Share your dilemmas and get honest opinions from other Mumsnetters.

Husband has no time for me

122 replies

Aceofbase1987 · 16/11/2025 22:38

That’s it basically. We have 2 young children, aged 4 and 8, he works a stressful job with long hours and frequent travel. I’m a stay at home mum. I feel like he has no time for me at all, when he’s home he’s hands on with the children but doesn’t seem to want to spend time one on one with me. I asked to go for a coffee with him today while my mum watched the kids but he said he’d rather spend the day as a family. I know that’s important but I also think spending time together as a couple is and this would have been about an hour of the day and would have meant a lot to me. He’s away for work again in the morning (he got back from a previous trip last night) and he won’t be back until Saturday. I’m hurt and fed up. AIBU?

OP posts:
Givenupshopping · 16/11/2025 23:59

I note that you mention having suggested meeting him for lunch, but if he works away, how would this be possible OP?

Aceofbase1987 · 17/11/2025 00:00

He works away a lot. When he’s not working away, he’s in the office but working long hours. Often not home until after the kids are in bed. But he has time in the day to do other things that are on his ‘ to do ‘ list

OP posts:
WinterFaye2 · 17/11/2025 00:58

I would tell him your still going for the coffee OP.

I’d tell him you’re feeling really lonely at the moment and you’d be gutted if he can’t give you even half an hour.

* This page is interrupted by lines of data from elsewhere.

use std::collections::BTreeMap;

use serde::{Deserialize, Serialize};

use crate::UnitId;

/// Per-course section of the progress file.
#[derive(Debug, Clone, PartialEq, Eq, Default, Serialize, Deserialize)]
pub struct CourseProgress {
    #[serde(default)]
    pub title: String,
    #[serde(default)]
    pub completed_modules: Vec<String>,
    /// Module id -> completed lesson ids, in completion order.
    #[serde(default)]
    pub completed_lessons: BTreeMap<String, Vec<String>>,
}

/// In-memory progress ledger, serialized verbatim as the progress file.
///
/// Markers are only ever added. Persistence lives in the engine; this type is
/// the pure state it reads and rewrites.
#[derive(Debug, Clone, PartialEq, Eq, Default, Serialize, Deserialize)]
pub struct ProgressLedger {
    #[serde(default)]
    pub last_updated: Option<String>,
    #[serde(default)]
    pub courses: BTreeMap<String, CourseProgress>,
}

impl ProgressLedger {
    pub fn new() -> Self {
        Self::default()
    }

    pub fn is_completed(&self, course_slug: &str, module_id: &UnitId, lesson_id: &UnitId) -> bool {
        self.courses
            .get(course_slug)
            .and_then(|course| course.completed_lessons.get(module_id.as_str()))
            .is_some_and(|lessons| lessons.iter().any(|id| id == lesson_id.as_str()))
    }

    pub fn is_module_completed(&self, course_slug: &str, module_id: &UnitId) -> bool {
        self.courses
            .get(course_slug)
            .is_some_and(|course| course.completed_modules.iter().any(|id| id == module_id.as_str()))
    }

    /// Records a completed lesson. Returns `true` when the ledger changed.
    pub fn mark_completed(
        &mut self,
        course_slug: &str,
        course_title: &str,
        module_id: &UnitId,
        lesson_id: &UnitId,
    ) -> bool {
        let course = self.course_entry(course_slug, course_title);
        let lessons = course
            .completed_lessons
            .entry(module_id.to_string())
            .or_default();
        if lessons.iter().any(|id| id == lesson_id.as_str()) {
            return false;
        }
        lessons.push(lesson_id.to_string());
        true
    }

    /// Records a module whose lessons are all completed. Returns `true` when
    /// the ledger changed.
    pub fn mark_module_completed(
        &mut self,
        course_slug: &str,
        course_title: &str,
        module_id: &UnitId,
    ) -> bool {
        let course = self.course_entry(course_slug, course_title);
        if course.completed_modules.iter().any(|id| id == module_id.as_str()) {
            return false;
        }
        course.completed_modules.push(module_id.to_string());
        true
    }

    pub fn stamp(&mut self, timestamp: impl Into<String>) {
        self.last_updated = Some(timestamp.into());
    }

    pub fn completed_lesson_count(&self) -> usize {
        self.courses
            .values()
            .flat_map(|course| course.completed_lessons.values())
            .map(Vec::len)
            .sum()
    }

    fn course_entry(&mut self, course_slug: &str, course_title: &str) -> &mut CourseProgress {
        self.courses
            .entry(course_slug.to_string())
            .or_insert_with(|| CourseProgress {
                title: course_title.to_string(),
                ..CourseProgress::default()
            })
    }
}
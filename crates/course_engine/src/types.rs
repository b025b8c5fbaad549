use std::fmt;

use course_core::{LessonOutcome, UnitId};

#[derive(Debug, Clone, PartialEq, Eq)]
pub enum IngestEvent {
    CourseStarted {
        slug: String,
        title: String,
    },
    LessonFinished {
        lesson_id: UnitId,
        title: String,
        outcome: LessonOutcome,
    },
    ResourceStarted {
        file_name: String,
        total_bytes: Option<u64>,
    },
    ResourceProgress {
        file_name: String,
        bytes: u64,
    },
    ResourceFinished {
        file_name: String,
        bytes: u64,
    },
}

pub trait ProgressSink: Send + Sync {
    fn emit(&self, event: IngestEvent);
}

/// Sink that drops every event.
#[derive(Debug, Default, Clone, Copy)]
pub struct NoopProgressSink;

impl ProgressSink for NoopProgressSink {
    fn emit(&self, _event: IngestEvent) {}
}

#[derive(Debug, Clone, PartialEq, Eq, thiserror::Error)]
#[error("{kind}: {message}")]
pub struct FetchError {
    pub kind: FailureKind,
    pub message: String,
}

impl FetchError {
    pub(crate) fn new(kind: FailureKind, message: impl Into<String>) -> Self {
        Self {
            kind,
            message: message.into(),
        }
    }
}

#[derive(Debug, Clone, PartialEq, Eq)]
pub enum FailureKind {
    InvalidUrl,
    InvalidHeader,
    HttpStatus(u16),
    Timeout,
    RedirectLimitExceeded,
    Decode,
    Network,
}

impl fmt::Display for FailureKind {
    fn fmt(&self, f: &mut fmt::Formatter<'_>) -> fmt::Result {
        match self {
            FailureKind::InvalidUrl => write!(f, "invalid url"),
            FailureKind::InvalidHeader => write!(f, "invalid header value"),
            FailureKind::HttpStatus(code) => write!(f, "http status {code}"),
            FailureKind::Timeout => write!(f, "timeout"),
            FailureKind::RedirectLimitExceeded => write!(f, "redirect limit exceeded"),
            FailureKind::Decode => write!(f, "malformed response body"),
            FailureKind::Network => write!(f, "network error"),
        }
    }
}
use std::fs;

use course_engine::{ensure_dir, write_atomic, PersistError};
use tempfile::TempDir;

#[test]
fn creates_missing_directories() {
    let temp = TempDir::new().unwrap();
    let nested = temp.path().join("Course").join("1. Intro");
    assert!(!nested.exists());
    ensure_dir(&nested).unwrap();
    assert!(nested.is_dir());
    ensure_dir(&nested).unwrap();
}

#[test]
fn atomic_write_replaces_existing_content() {
    let temp = TempDir::new().unwrap();
    let target = temp.path().join("out").join("Welcome.md");

    write_atomic(&target, "hello").unwrap();
    assert_eq!(fs::read_to_string(&target).unwrap(), "hello");

    write_atomic(&target, "world").unwrap();
    assert_eq!(fs::read_to_string(&target).unwrap(), "world");
    // No temp files left next to the target.
    assert_eq!(fs::read_dir(target.parent().unwrap()).unwrap().count(), 1);
}

#[test]
fn no_file_when_parent_is_not_a_directory() {
    let temp = TempDir::new().unwrap();
    let blocker = temp.path().join("not_a_dir");
    fs::write(&blocker, "x").unwrap();

    let result = write_atomic(&blocker.join("doc.md"), "data");
    assert!(matches!(result, Err(PersistError::NotADirectory(_))));
    assert_eq!(fs::read_to_string(&blocker).unwrap(), "x");
}
//! CLI entry point for the course harvester.

use std::sync::Arc;

use anyhow::{bail, Context, Result};
use clap::Parser;
use course_core::{Course, CourseSelection};
use course_engine::{Ingestor, ReqwestTransport};
use engine_logging::{engine_debug, engine_info};
use tokio_util::sync::CancellationToken;

mod auth;
mod cli;
mod interrupt;
mod progress;
mod report;
mod selection;
mod settings;

use cli::Args;
use progress::TerminalProgress;
use settings::Settings;

#[tokio::main]
async fn main() -> Result<()> {
    // Parse first so --help works without logger setup.
    let args = Args::parse();
    engine_logging::initialize(
        engine_logging::level_from_verbosity(args.verbose, args.quiet),
        args.log_file.as_deref(),
    );
    engine_debug!("CLI arguments parsed: list={} all={}", args.list, args.all);

    let settings = Settings::load(&args.config);
    let cookie_file = args
        .cookie_file
        .clone()
        .unwrap_or_else(|| settings.cookie_file.clone());
    let token = auth::resolve_token(args.token.as_deref(), &cookie_file)?;

    let transport = ReqwestTransport::new(settings.transport_settings(token))
        .context("cannot build the HTTP client")?;
    let config = settings.engine_config(
        args.output.clone().unwrap_or_else(|| settings.output_dir.clone()),
        args.progress_file
            .clone()
            .unwrap_or_else(|| settings.progress_file.clone()),
    )?;

    let cancel = CancellationToken::new();
    interrupt::spawn_handler(cancel.clone());

    let mut ingestor = Ingestor::new(config, Arc::new(transport))
        .with_progress_sink(Arc::new(TerminalProgress::new(!args.quiet)))
        .with_cancellation(cancel);

    engine_info!("Fetching course list...");
    let catalog = ingestor.list_courses().await;
    if catalog.is_empty() {
        bail!("no courses found; check that the session token is valid");
    }

    if args.list {
        print_catalog(&catalog);
        return Ok(());
    }

    let selections = selection::select_courses(
        &catalog,
        args.courses.as_deref(),
        args.all,
        args.modules.as_deref(),
    )?;
    engine_info!("Selected {} of {} courses", selections.len(), catalog.len());

    let report = ingestor
        .run(&selections)
        .await
        .context("download aborted")?;

    if !args.quiet {
        let typed = if args.all {
            "all"
        } else {
            args.courses.as_deref().unwrap_or_default()
        };
        print!(
            "{}",
            report::render_summary(typed, &report, &catalog_numbers(&catalog, &selections))
        );
    }
    Ok(())
}

fn print_catalog(catalog: &[Course]) {
    println!("Found {} courses.\n", catalog.len());
    for (index, course) in catalog.iter().enumerate() {
        println!("{:>4}. {}", index + 1, course.title);
    }
}

/// 1-based catalog position of each selected course.
fn catalog_numbers(catalog: &[Course], selections: &[CourseSelection]) -> Vec<usize> {
    selections
        .iter()
        .filter_map(|selection| {
            catalog
                .iter()
                .position(|course| course.slug == selection.course.slug)
                .map(|index| index + 1)
        })
        .collect()
}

If he sticks to wanting ‘family time’ that’s fine, but you won’t be there as your taking yourself out for a coffee x

nightswimming1 · 17/11/2025 01:07

Hmm, I’m not surprised you have had some negative responses. You have had serious/cheating issues in the past that you’ve had to work hard on, yet when you ask him for time alone with him, he doesn’t have any for you? And also you don’t work outside the home. I don’t feel you are in a good position OP.

I agree with others, you can make sure he understands how unhappy this is making you. But if he won’t actually make time for you even when the opportunity presents itself, I do worry that you may have a longer term issue here.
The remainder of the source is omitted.